改进PostgreSQL中小数据文本搜索的好处和折衷 [英] Benefits and trade offs for improving text search on small data in PostgreSQL

查看:114
本文介绍了改进PostgreSQL中小数据文本搜索的好处和折衷的处理方法,对大家解决问题具有一定的参考价值,需要的朋友们下面随着小编来一起学习吧!

问题描述


  • 我有四个感兴趣的文本列。

  • 每个列最多可包含100个字符。

  • 3列中的文本大部分是拉丁词。 (数据是一个生物目录,这些都是事物的名称。)

  • 当前数据约为500行。我预计不会超过1000个。

  • 少数用户(10岁以下)将具有添加,更新和删除数据的编辑权限。我不希望这些用户对数据库造成沉重负担。

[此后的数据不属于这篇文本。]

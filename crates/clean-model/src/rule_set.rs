//! Immutable schema for one entity.

use std::collections::{BTreeMap, BTreeSet};
use std::fmt;
use std::sync::Arc;

use crate::buffer::IssueBuffer;
use crate::error::{RuleSpecError, UnknownColumn};
use crate::frame::Row;
use crate::issue::{IssueCategory, category_name};
use crate::rule::{FieldRule, FieldType};
use crate::value::{Value, ValueKey};

/// Identity of a row for duplicate detection.
#[derive(Debug, Clone, PartialEq, Eq, Hash, PartialOrd, Ord)]
pub struct RowKey(Vec<ValueKey>);

impl RowKey {
    /// Build a key from its parts.
    ///
    /// Returns `None` when any part is null or an empty string: such rows have
    /// no identity and are exempt from duplicate detection.
    pub fn from_values<'a, I>(values: I) -> Option<Self>
    where
        I: IntoIterator<Item = &'a Value>,
    {
        let mut parts = Vec::new();
        for value in values {
            if value.as_str().is_some_and(|text| text.trim().is_empty()) {
                return None;
            }
            parts.push(value.key()?);
        }
        if parts.is_empty() {
            return None;
        }
        Some(Self(parts))
    }

    pub fn parts(&self) -> &[ValueKey] {
        &self.0
    }
}

/// Caller-supplied key function.
pub type KeyFn = Arc<dyn Fn(&Row) -> Option<RowKey> + Send + Sync>;

/// How [`RuleSet::key_of`] derives a row's identity.
#[derive(Clone, Default)]
pub enum KeyStrategy {
    /// The value of the primary-key column.
    #[default]
    PrimaryKey,
    /// Composite of several declared columns, in the given order.
    Columns(Vec<String>),
    Custom(KeyFn),
}

impl fmt::Debug for KeyStrategy {
    fn fmt(&self, f: &mut fmt::Formatter<'_>) -> fmt::Result {
        match self {
            KeyStrategy::PrimaryKey => write!(f, "PrimaryKey"),
            KeyStrategy::Columns(columns) => f.debug_tuple("Columns").field(columns).finish(),
            KeyStrategy::Custom(_) => write!(f, "Custom(..)"),
        }
    }
}

/// Declarative description of one entity's columns.
///
/// Built once per entity through [`RuleSetBuilder`] and never mutated.
#[derive(Debug, Clone)]
pub struct RuleSet {
    entity: String,
    prefix: String,
    fields: Vec<(String, FieldRule)>,
    positions: BTreeMap<String, usize>,
    primary_key: String,
    key: KeyStrategy,
}

impl RuleSet {
    pub fn builder(entity: impl Into<String>, prefix: impl Into<String>) -> RuleSetBuilder {
        RuleSetBuilder {
            entity: entity.into(),
            prefix: prefix.into(),
            fields: Vec::new(),
            key: KeyStrategy::default(),
        }
    }

    pub fn entity(&self) -> &str {
        &self.entity
    }

    /// Short entity prefix used to name issue categories.
    pub fn prefix(&self) -> &str {
        &self.prefix
    }

    /// Declared column names, in declaration order.
    pub fn columns(&self) -> Vec<&str> {
        self.fields.iter().map(|(name, _)| name.as_str()).collect()
    }

    pub fn fields(&self) -> impl Iterator<Item = (&str, &FieldRule)> {
        self.fields.iter().map(|(name, rule)| (name.as_str(), rule))
    }

    pub fn get(&self, column: &str) -> Option<&FieldRule> {
        self.positions.get(column).map(|&idx| &self.fields[idx].1)
    }

    pub fn rule_for(&self, column: &str) -> Result<&FieldRule, UnknownColumn> {
        self.get(column)
            .ok_or_else(|| UnknownColumn(column.to_string()))
    }

    pub fn contains(&self, column: &str) -> bool {
        self.positions.contains_key(column)
    }

    pub fn primary_key(&self) -> &str {
        &self.primary_key
    }

    pub fn key_strategy(&self) -> &KeyStrategy {
        &self.key
    }

    /// Columns that make up the row key; empty for custom key functions.
    pub fn key_columns(&self) -> Vec<&str> {
        match &self.key {
            KeyStrategy::PrimaryKey => vec![self.primary_key.as_str()],
            KeyStrategy::Columns(columns) => columns.iter().map(String::as_str).collect(),
            KeyStrategy::Custom(_) => Vec::new(),
        }
    }

    /// Columns with `unique` (or `primary_key`) set, in declaration order.
    pub fn unique_columns(&self) -> Vec<&str> {
        self.fields()
            .filter(|(_, rule)| rule.is_unique())
            .map(|(name, _)| name)
            .collect()
    }

    /// Stable identity of `row`, `None` when the key is null or empty.
    pub fn key_of(&self, row: &Row) -> Option<RowKey> {
        match &self.key {
            KeyStrategy::Custom(key_fn) => key_fn(row),
            _ => RowKey::from_values(
                self.key_columns()
                    .into_iter()
                    .map(|column| row.get(column).unwrap_or(&Value::Null)),
            ),
        }
    }

    /// `"{prefix}_{suffix}"`, e.g. `tra_null_issues`.
    pub fn issue_category(&self, suffix: &str) -> String {
        format!("{}_{suffix}", self.prefix)
    }

    pub fn category_name(&self, category: &IssueCategory) -> String {
        category_name(&self.prefix, category)
    }

    /// Every category this entity's rules can produce.
    pub fn output_categories(&self) -> Vec<IssueCategory> {
        let mut categories = BTreeSet::from([
            IssueCategory::MissingColumns,
            IssueCategory::UnknownColumns,
            IssueCategory::NullIssues,
            IssueCategory::CleanedCases,
            IssueCategory::UniquenessViolations,
            IssueCategory::Duplicates,
            IssueCategory::MissingPrimaryKey,
        ]);
        for (_, rule) in self.fields() {
            categories.insert(rule.field_type.issue_category());
            if let Some(element) = rule.element_type {
                categories.insert(element.issue_category());
            }
            if rule.min_value.is_some() || rule.max_value.is_some() {
                categories.insert(IssueCategory::IntegerIssues);
            }
            if rule.max_length.is_some() {
                categories.insert(IssueCategory::LengthIssues);
            }
            if rule.allowed_chars.is_some() || rule.forbidden_chars.is_some() {
                categories.insert(IssueCategory::SpecialCharIssues);
            }
        }
        categories.into_iter().collect()
    }

    /// Empty issue buffer holding every category the entity can produce.
    pub fn initialize_output_info(&self) -> IssueBuffer {
        IssueBuffer::with_categories(self.prefix.clone(), self.output_categories())
    }
}

/// Builder validating a [`RuleSet`] at construction.
#[derive(Debug)]
pub struct RuleSetBuilder {
    entity: String,
    prefix: String,
    fields: Vec<(String, FieldRule)>,
    key: KeyStrategy,
}

impl RuleSetBuilder {
    pub fn field(mut self, column: impl Into<String>, rule: FieldRule) -> Self {
        self.fields.push((column.into(), rule));
        self
    }

    pub fn key_strategy(mut self, key: KeyStrategy) -> Self {
        self.key = key;
        self
    }

    /// Composite key over the given columns.
    pub fn key_columns<I, S>(self, columns: I) -> Self
    where
        I: IntoIterator<Item = S>,
        S: Into<String>,
    {
        self.key_strategy(KeyStrategy::Columns(
            columns.into_iter().map(Into::into).collect(),
        ))
    }

    pub fn key_fn<F>(self, key_fn: F) -> Self
    where
        F: Fn(&Row) -> Option<RowKey> + Send + Sync + 'static,
    {
        self.key_strategy(KeyStrategy::Custom(Arc::new(key_fn)))
    }

    pub fn build(self) -> Result<RuleSet, RuleSpecError> {
        if self.prefix.trim().is_empty() {
            return Err(RuleSpecError::EmptyPrefix);
        }

        let mut positions = BTreeMap::new();
        for (idx, (column, _)) in self.fields.iter().enumerate() {
            if positions.insert(column.clone(), idx).is_some() {
                return Err(RuleSpecError::DuplicateColumn {
                    column: column.clone(),
                });
            }
        }

        let primary_keys: Vec<&String> = self
            .fields
            .iter()
            .filter(|(_, rule)| rule.primary_key)
            .map(|(column, _)| column)
            .collect();
        let primary_key = match primary_keys.as_slice() {
            [] => return Err(RuleSpecError::NoPrimaryKey),
            [single] => (*single).clone(),
            many => {
                return Err(RuleSpecError::MultiplePrimaryKeys {
                    columns: many.iter().map(|column| (*column).clone()).collect(),
                });
            }
        };

        for (column, rule) in &self.fields {
            validate_field(column, rule)?;
        }

        if let KeyStrategy::Columns(columns) = &self.key {
            if columns.is_empty() {
                return Err(RuleSpecError::EmptyKey);
            }
            if let Some(unknown) = columns.iter().find(|column| !positions.contains_key(*column)) {
                return Err(RuleSpecError::UnknownKeyColumn {
                    column: unknown.clone(),
                });
            }
        }

        Ok(RuleSet {
            entity: self.entity,
            prefix: self.prefix,
            fields: self.fields,
            positions,
            primary_key,
            key: self.key,
        })
    }
}

fn validate_field(column: &str, rule: &FieldRule) -> Result<(), RuleSpecError> {
    if rule.field_type == FieldType::Array {
        match rule.element_type {
            None => {
                return Err(RuleSpecError::MissingElementType {
                    column: column.to_string(),
                });
            }
            Some(FieldType::Array) => {
                return Err(RuleSpecError::InvalidElementType {
                    column: column.to_string(),
                    element_type: FieldType::Array,
                });
            }
            Some(_) => {}
        }
    }
    if let Some(default) = &rule.default
        && !default.is_null()
    {
        rule.conforms(default)
            .map_err(|violation| RuleSpecError::InvalidDefault {
                column: column.to_string(),
                message: format!(
                    "{} is not {} ({})",
                    default, violation.expected, violation.category
                ),
            })?;
    }
    Ok(())
}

  • I have 4 text columns of interest.
  • Each column is up to about 100 characters.
  • The text in 3 of the columns is mostly Latin words. (The data is a biological catalog, and these are names of things.)
  • The data is currently about 500 rows. I don't expect this to grow beyond 1000.
  • A small number of users (under 10) will have editing privileges to add, update, and delete data. I do not expect these users to put a heavy load on the database.

因此,所有这些都表明需要考虑的数据集很小。

So all this suggests a pretty small data set to consider.

我需要对所有4列进行搜索,以查找至少有1列包含搜索文本的行(不区分大小写)。该查询将通过Web应用程序发出(并提供结果)。

I need to perform a search on all 4 columns for rows where at least 1 column contains the search text (case insensitive). The query will be issued (and the results served) via a web application. I'm a bit lost about how to approach it.

PostgreSQL提供了一些提高文本搜索速度的选项。我一直在考虑的PostgreSQL中内置的可能选项是

PostgreSQL offers a few options for improving text searching speed. The possible options built into PostgreSQL I've been considering are


  1. 完全不要尝试为此编制索引。只需在较低的上使用 ILIKE LIKE 或类似的格式即可。 (没有索引?)

  2. 带有pg_trgm的索引以提高搜索速度。我认为我需要以某种方式索引连接。

  3. 全文搜索。我认为这也会涉及到索引的连接。

  1. Don't try to index this at all. Just use ILIKE, LIKE on lower, or similar. (Without an index?)
  2. Index with pg_trgm to improve search speed. I would assume that I would need to index the concatenation somehow.
  3. Full text searching. I assume this would involve concatenating for the index also.

不幸的是,我对这些工具的预期性能并不十分熟悉或利益与权衡,所以很难知道我应该先尝试什么,甚至不考虑什么。我读过的一些东西表明对2和3进行索引非常慢,这与我偶尔进行修改的事实相矛盾。而且,混合语言使全文本搜索似乎没有吸引力,因为它似乎是基于语言的,除非它可以同时处理多种语言。对于较小的数据,我是否希望使用简单的 ILIKE 下的 Like 可能足够快?还是索引速度足够快,以至于对这么小的数据进行低负载修改?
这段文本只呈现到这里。